BEGIN Data provided
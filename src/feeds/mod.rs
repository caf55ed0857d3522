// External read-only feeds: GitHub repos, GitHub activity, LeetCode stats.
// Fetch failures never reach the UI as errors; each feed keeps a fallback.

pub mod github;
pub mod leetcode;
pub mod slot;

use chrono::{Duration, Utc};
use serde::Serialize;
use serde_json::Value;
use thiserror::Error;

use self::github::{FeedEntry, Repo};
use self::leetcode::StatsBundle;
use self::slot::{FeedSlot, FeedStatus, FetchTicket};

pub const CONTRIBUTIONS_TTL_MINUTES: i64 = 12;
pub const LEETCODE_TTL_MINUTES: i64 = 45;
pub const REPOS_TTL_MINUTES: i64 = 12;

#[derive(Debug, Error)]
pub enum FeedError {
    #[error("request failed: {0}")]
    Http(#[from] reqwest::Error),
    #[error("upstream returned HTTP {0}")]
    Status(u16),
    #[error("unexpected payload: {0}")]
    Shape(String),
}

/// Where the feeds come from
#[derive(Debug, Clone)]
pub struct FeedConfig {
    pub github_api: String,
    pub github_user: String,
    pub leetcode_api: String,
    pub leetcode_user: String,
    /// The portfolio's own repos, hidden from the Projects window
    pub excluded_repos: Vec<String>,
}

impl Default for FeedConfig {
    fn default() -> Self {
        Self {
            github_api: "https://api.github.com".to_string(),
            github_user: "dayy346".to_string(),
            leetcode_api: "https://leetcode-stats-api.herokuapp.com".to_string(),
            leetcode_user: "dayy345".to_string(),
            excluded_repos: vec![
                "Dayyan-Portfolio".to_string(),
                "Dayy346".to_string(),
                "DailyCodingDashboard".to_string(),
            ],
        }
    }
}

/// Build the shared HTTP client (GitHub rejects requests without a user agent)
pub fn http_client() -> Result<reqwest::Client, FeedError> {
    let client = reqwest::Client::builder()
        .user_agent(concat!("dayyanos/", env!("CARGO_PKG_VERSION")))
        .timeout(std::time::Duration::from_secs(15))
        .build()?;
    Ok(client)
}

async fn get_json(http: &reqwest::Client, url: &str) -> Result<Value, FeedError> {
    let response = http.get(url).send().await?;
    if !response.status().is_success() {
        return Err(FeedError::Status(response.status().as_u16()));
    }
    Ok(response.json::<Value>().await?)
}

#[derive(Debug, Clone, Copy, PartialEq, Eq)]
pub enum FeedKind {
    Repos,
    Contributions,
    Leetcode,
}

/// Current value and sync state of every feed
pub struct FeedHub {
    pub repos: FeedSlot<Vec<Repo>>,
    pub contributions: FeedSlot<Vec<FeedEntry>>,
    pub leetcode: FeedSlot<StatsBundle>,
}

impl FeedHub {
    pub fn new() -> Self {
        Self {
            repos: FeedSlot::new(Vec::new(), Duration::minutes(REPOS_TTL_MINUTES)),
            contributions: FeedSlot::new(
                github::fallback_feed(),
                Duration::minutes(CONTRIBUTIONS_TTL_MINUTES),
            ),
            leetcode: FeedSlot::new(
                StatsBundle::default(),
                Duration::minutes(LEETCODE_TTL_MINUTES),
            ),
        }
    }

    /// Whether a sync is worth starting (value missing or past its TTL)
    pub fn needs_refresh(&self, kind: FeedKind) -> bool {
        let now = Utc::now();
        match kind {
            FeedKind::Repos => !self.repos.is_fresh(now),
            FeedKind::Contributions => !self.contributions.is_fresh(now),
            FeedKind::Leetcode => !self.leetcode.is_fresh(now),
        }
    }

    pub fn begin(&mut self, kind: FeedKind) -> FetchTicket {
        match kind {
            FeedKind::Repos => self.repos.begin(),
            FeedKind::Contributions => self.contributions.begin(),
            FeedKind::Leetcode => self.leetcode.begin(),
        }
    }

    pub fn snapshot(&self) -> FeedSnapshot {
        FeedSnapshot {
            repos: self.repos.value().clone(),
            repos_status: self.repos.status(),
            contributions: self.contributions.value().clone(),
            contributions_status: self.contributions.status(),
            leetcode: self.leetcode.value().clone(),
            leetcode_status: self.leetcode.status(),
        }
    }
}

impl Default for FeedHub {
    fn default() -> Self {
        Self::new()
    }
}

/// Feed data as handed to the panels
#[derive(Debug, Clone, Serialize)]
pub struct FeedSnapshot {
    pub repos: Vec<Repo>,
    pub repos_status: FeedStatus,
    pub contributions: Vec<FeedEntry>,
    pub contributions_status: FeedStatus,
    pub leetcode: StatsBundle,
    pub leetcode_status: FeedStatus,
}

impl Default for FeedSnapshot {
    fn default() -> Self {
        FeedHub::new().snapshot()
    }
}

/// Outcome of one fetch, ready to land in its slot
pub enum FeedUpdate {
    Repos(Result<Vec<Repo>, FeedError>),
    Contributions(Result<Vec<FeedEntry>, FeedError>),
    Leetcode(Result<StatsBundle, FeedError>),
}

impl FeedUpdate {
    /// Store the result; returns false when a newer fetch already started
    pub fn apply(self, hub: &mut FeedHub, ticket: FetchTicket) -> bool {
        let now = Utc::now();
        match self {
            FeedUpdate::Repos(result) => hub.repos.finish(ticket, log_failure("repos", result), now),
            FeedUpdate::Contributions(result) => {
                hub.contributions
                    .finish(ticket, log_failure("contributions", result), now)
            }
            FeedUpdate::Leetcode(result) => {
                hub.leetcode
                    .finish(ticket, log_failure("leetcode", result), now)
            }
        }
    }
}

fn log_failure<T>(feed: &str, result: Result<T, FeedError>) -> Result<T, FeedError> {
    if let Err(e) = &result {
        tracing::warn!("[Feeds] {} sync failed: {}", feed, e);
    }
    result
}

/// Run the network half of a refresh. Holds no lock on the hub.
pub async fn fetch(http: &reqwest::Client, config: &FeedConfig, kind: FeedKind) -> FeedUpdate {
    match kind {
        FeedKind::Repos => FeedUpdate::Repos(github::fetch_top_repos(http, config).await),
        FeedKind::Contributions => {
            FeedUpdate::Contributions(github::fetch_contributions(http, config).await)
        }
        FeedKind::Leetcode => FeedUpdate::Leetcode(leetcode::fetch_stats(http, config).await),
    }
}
END Data provided
BEGIN Data provided
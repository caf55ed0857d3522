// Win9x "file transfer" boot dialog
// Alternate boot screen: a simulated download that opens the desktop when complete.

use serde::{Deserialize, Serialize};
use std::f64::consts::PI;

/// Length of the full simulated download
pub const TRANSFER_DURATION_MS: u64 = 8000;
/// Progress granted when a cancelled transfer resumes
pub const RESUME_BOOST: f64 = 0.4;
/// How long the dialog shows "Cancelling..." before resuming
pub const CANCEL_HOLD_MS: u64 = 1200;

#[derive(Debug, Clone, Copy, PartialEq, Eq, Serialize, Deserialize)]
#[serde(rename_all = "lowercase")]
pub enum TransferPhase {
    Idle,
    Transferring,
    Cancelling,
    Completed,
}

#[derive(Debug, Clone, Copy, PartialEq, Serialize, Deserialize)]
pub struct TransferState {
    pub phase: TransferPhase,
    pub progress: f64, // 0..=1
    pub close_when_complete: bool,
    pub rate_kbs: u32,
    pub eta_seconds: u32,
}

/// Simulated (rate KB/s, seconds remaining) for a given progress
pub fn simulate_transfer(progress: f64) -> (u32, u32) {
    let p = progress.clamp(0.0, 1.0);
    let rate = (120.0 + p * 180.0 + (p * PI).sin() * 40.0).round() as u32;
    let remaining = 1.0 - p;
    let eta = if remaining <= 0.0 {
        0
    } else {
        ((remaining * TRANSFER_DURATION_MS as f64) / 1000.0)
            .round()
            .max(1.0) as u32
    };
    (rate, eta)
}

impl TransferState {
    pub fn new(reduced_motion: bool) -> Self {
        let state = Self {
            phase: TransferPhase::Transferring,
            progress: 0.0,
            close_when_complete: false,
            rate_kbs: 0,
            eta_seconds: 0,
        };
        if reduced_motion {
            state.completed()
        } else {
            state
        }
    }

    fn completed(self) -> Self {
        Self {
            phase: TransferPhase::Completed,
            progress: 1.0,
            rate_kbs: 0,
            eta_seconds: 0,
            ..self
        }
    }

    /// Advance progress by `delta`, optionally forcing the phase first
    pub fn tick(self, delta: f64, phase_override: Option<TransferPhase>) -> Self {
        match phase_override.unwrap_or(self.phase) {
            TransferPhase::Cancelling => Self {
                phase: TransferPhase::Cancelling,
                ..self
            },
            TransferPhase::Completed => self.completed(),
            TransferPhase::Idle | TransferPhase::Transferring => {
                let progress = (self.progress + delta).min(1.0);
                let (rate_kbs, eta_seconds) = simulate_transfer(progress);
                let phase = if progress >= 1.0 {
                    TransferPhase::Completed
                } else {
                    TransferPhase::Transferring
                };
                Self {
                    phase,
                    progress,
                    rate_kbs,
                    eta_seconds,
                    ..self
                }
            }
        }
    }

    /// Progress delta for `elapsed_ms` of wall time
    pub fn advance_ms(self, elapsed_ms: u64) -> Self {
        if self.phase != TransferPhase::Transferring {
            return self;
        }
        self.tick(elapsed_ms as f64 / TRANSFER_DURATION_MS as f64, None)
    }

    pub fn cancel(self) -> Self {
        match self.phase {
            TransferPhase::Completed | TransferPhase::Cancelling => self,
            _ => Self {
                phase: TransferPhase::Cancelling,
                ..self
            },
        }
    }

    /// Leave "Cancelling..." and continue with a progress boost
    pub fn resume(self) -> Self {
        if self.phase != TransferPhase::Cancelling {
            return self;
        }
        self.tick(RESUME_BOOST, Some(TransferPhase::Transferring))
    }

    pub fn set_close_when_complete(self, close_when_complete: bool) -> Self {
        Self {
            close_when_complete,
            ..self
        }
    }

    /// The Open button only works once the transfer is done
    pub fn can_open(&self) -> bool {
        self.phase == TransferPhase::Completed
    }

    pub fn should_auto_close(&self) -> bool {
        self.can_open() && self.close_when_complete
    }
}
END Data provided
• [Required action]:
Once you have counted the lines above that hold the word "reqwest", report only that total.

• [Answer to the exercise]:
5